Work task:
Return all lines in the data where the string "lifecycle" can be found.

Data provided:
┄┄┄┄┄┄

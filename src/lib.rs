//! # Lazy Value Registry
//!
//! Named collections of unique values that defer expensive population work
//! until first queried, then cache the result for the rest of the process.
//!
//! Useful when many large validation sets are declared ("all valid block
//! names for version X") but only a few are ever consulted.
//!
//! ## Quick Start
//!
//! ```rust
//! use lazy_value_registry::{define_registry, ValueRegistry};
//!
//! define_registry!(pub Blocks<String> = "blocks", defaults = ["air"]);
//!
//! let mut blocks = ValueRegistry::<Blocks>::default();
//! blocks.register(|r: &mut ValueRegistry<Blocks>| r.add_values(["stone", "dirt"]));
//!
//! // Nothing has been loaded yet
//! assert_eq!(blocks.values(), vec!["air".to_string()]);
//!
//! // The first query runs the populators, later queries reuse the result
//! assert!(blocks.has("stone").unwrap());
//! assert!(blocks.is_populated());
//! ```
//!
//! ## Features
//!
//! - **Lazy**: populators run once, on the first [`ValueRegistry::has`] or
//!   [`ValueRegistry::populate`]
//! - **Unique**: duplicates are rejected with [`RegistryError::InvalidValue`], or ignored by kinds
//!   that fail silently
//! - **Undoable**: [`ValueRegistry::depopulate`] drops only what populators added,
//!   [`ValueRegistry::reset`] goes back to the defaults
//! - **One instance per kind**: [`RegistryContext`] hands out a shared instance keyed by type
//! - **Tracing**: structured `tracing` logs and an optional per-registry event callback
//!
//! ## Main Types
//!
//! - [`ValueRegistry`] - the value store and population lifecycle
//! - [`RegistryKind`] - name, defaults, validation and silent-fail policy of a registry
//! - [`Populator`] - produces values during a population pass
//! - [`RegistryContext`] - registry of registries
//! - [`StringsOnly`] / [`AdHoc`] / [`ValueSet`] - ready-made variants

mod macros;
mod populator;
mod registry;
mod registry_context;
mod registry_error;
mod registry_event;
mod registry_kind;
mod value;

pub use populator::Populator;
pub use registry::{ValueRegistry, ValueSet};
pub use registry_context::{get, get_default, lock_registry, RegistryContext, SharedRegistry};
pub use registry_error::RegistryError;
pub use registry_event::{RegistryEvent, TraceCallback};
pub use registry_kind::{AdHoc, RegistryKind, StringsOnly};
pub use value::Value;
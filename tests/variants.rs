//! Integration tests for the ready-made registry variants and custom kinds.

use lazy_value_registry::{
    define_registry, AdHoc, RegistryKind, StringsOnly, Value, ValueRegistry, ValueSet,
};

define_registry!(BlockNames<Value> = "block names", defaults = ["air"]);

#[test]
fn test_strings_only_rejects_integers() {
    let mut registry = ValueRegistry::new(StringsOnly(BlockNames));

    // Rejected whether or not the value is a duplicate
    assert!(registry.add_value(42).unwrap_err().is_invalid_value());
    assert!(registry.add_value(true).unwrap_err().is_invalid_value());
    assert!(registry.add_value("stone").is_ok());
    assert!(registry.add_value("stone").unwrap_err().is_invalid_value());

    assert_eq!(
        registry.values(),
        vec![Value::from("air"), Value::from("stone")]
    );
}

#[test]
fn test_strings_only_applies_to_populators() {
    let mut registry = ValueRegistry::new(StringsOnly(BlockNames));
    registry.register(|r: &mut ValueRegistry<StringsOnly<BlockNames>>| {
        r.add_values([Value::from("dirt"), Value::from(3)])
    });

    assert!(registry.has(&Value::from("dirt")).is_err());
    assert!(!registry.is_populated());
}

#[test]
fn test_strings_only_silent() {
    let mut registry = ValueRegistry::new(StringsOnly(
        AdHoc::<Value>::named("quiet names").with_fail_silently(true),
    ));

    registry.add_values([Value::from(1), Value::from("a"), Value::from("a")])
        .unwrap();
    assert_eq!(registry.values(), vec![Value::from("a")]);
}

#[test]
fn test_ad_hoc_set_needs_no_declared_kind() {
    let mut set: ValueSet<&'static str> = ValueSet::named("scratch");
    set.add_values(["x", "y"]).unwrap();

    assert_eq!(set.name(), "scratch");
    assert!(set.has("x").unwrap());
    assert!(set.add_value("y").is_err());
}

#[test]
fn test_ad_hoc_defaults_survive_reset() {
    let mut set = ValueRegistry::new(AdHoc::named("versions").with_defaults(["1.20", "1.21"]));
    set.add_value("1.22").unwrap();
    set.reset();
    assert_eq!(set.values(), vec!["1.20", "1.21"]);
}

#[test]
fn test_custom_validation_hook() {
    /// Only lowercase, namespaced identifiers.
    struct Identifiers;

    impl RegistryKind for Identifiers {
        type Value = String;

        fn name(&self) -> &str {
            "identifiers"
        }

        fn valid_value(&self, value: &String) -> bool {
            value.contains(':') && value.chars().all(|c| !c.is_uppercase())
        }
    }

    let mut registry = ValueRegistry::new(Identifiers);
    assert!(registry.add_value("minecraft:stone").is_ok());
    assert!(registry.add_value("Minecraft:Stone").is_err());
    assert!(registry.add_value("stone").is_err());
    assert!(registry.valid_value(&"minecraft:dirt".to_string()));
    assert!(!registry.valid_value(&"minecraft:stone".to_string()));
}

┄┄┄┄┄┄

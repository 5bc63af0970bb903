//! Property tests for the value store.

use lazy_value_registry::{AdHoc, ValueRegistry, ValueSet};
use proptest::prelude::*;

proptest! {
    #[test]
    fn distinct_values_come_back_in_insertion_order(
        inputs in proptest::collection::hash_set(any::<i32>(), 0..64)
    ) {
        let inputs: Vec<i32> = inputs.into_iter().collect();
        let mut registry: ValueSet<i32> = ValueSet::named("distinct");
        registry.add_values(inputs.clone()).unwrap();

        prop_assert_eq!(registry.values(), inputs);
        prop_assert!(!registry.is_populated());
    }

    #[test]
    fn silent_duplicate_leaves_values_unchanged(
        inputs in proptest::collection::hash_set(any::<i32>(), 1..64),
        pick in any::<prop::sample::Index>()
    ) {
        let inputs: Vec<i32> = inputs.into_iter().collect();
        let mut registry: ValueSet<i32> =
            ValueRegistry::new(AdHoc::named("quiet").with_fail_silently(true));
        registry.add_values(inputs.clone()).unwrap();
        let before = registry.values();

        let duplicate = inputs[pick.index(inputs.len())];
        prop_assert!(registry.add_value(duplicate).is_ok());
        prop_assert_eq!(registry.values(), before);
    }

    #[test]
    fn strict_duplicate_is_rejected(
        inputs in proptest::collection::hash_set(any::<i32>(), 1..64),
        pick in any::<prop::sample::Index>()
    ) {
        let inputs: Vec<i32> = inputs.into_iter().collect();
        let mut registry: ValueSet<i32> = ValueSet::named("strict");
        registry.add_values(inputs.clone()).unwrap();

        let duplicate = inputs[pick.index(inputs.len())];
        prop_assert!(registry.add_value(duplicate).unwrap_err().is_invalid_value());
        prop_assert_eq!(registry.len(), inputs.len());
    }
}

┄┄┄┄┄┄

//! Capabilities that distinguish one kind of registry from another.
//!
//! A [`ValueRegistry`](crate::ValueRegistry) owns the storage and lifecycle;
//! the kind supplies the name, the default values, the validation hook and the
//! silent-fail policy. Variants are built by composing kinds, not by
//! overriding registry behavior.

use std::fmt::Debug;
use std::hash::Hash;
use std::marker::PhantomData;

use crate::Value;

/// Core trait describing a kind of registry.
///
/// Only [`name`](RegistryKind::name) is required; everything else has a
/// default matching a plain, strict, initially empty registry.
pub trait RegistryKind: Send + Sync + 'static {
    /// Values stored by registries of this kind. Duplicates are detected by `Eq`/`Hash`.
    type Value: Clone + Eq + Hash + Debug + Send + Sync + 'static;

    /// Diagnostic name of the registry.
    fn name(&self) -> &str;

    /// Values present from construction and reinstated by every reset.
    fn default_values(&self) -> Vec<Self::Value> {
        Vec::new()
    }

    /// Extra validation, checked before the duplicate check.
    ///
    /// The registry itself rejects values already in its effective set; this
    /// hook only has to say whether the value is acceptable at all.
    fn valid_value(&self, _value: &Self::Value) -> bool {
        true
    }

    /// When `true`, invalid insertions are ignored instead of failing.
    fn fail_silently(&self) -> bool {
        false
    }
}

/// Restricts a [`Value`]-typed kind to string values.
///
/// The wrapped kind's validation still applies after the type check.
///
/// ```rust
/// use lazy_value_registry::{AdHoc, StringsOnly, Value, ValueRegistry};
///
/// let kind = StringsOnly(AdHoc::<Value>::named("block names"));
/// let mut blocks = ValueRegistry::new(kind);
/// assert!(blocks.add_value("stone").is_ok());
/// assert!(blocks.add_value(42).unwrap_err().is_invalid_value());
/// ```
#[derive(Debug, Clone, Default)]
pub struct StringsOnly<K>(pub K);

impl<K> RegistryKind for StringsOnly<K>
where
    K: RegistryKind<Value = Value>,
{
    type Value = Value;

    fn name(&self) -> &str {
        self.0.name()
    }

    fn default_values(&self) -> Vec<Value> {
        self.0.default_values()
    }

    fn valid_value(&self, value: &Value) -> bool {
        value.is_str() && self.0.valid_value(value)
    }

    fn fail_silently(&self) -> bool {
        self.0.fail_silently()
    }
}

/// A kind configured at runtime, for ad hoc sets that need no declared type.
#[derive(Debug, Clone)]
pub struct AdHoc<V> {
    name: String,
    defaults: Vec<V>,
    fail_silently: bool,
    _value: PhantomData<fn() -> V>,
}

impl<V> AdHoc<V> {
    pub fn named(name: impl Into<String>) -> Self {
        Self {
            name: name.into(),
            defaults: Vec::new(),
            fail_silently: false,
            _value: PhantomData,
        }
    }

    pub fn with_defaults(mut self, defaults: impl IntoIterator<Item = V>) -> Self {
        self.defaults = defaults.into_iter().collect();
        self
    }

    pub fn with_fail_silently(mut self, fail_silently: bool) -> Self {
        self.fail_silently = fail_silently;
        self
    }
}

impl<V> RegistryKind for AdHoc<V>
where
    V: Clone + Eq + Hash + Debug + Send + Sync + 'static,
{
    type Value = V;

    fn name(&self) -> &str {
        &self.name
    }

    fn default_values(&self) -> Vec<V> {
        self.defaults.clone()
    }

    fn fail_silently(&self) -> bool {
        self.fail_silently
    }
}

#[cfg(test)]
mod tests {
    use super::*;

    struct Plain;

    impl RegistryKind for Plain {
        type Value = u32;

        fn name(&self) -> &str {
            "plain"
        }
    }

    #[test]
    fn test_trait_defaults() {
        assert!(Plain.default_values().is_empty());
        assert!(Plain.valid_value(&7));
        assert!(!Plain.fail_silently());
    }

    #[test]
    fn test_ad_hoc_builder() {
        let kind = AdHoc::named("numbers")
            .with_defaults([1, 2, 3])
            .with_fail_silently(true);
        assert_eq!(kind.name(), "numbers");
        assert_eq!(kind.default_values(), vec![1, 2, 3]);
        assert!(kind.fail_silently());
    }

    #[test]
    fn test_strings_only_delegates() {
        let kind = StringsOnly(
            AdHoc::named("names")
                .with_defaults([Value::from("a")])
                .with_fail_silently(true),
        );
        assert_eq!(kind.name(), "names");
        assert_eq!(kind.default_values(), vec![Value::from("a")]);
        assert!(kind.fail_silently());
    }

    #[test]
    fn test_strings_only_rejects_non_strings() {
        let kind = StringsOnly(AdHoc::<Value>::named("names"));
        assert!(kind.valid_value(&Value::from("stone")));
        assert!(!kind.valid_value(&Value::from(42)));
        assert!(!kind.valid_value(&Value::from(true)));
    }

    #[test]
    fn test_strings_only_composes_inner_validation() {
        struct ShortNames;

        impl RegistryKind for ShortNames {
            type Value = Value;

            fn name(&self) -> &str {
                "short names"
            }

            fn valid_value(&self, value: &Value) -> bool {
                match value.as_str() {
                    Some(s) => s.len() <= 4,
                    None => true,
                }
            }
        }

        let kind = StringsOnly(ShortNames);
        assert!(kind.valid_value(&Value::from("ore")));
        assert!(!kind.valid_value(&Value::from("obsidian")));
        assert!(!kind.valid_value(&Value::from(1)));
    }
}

┄┄┄┄┄┄

Solution to this problem:
//! - [`ValueRegistry`] - the value store and population lifecycle
//! A [`ValueRegistry`](crate::ValueRegistry) owns the storage and lifecycle;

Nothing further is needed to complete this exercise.